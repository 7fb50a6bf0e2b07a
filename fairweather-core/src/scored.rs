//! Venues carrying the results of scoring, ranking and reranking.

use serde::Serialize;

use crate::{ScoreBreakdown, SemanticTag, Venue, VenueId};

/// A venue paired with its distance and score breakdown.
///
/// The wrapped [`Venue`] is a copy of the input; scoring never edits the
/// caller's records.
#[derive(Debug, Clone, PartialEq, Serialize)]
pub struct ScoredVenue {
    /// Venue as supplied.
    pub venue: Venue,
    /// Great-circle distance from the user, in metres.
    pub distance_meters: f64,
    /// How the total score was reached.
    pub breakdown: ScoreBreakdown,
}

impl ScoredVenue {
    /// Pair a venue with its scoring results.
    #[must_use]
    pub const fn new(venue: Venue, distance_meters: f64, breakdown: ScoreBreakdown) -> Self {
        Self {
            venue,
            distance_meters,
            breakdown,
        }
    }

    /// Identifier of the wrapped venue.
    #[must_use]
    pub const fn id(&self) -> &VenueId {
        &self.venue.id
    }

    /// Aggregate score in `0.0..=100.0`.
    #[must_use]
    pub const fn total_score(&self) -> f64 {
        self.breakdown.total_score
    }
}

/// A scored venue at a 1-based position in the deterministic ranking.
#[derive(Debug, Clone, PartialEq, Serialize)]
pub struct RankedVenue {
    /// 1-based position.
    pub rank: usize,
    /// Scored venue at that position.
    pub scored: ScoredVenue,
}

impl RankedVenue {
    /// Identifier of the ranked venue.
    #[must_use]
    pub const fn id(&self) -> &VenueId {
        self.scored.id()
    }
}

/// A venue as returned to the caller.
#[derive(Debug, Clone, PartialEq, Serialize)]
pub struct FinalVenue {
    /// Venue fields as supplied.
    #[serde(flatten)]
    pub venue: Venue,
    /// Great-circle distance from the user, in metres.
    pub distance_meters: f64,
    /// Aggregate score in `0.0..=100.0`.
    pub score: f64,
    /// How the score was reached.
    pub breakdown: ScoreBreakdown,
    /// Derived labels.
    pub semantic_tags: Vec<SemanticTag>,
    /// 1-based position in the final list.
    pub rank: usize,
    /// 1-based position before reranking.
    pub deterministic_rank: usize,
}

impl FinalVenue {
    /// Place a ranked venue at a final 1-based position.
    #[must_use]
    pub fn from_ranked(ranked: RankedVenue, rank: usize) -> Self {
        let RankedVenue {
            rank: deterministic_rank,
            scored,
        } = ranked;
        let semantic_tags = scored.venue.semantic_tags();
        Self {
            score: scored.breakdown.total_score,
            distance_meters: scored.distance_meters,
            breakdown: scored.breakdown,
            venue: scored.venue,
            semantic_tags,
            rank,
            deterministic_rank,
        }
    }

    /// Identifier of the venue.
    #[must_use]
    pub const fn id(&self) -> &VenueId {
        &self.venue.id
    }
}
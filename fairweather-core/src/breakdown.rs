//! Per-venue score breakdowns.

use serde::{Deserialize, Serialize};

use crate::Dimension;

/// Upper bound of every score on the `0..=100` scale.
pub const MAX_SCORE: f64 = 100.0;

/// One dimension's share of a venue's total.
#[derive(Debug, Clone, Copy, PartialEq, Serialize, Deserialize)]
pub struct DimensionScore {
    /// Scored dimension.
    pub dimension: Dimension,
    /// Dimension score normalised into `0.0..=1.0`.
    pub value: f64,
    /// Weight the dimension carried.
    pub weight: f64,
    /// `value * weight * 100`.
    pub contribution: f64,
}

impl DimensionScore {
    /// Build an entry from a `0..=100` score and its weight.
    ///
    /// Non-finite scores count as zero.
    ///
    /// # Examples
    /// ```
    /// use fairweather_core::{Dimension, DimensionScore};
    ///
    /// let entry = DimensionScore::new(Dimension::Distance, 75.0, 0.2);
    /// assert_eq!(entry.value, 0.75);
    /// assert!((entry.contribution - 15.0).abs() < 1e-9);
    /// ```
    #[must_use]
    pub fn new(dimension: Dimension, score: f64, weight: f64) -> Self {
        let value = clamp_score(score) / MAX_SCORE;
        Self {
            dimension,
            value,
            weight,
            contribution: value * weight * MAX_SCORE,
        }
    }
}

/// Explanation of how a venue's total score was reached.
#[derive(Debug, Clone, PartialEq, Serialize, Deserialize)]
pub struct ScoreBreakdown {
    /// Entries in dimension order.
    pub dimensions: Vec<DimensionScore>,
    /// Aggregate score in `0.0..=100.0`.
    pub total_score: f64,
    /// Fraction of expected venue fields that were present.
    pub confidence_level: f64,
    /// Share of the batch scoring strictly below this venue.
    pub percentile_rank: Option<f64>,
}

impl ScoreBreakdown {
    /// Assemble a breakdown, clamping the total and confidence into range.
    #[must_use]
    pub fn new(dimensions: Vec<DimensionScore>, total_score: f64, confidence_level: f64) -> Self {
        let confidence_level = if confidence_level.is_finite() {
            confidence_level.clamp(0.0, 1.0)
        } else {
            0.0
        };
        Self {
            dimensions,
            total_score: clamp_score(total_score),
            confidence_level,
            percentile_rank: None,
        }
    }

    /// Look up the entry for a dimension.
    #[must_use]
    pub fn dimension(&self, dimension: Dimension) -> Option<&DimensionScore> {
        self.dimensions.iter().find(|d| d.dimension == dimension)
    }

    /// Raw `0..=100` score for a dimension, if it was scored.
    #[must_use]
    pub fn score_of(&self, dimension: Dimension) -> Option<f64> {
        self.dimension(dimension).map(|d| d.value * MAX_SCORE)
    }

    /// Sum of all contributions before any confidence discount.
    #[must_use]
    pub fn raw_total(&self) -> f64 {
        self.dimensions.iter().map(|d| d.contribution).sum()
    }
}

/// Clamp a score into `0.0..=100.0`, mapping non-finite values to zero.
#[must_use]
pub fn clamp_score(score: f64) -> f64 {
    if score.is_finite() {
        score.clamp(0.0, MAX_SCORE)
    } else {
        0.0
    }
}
• • • •
## Task objective
If a line contains the word "ScoreBreakdown", it counts; say how many such lines there are in the data above, and nothing else.

## Answer for this exercise
6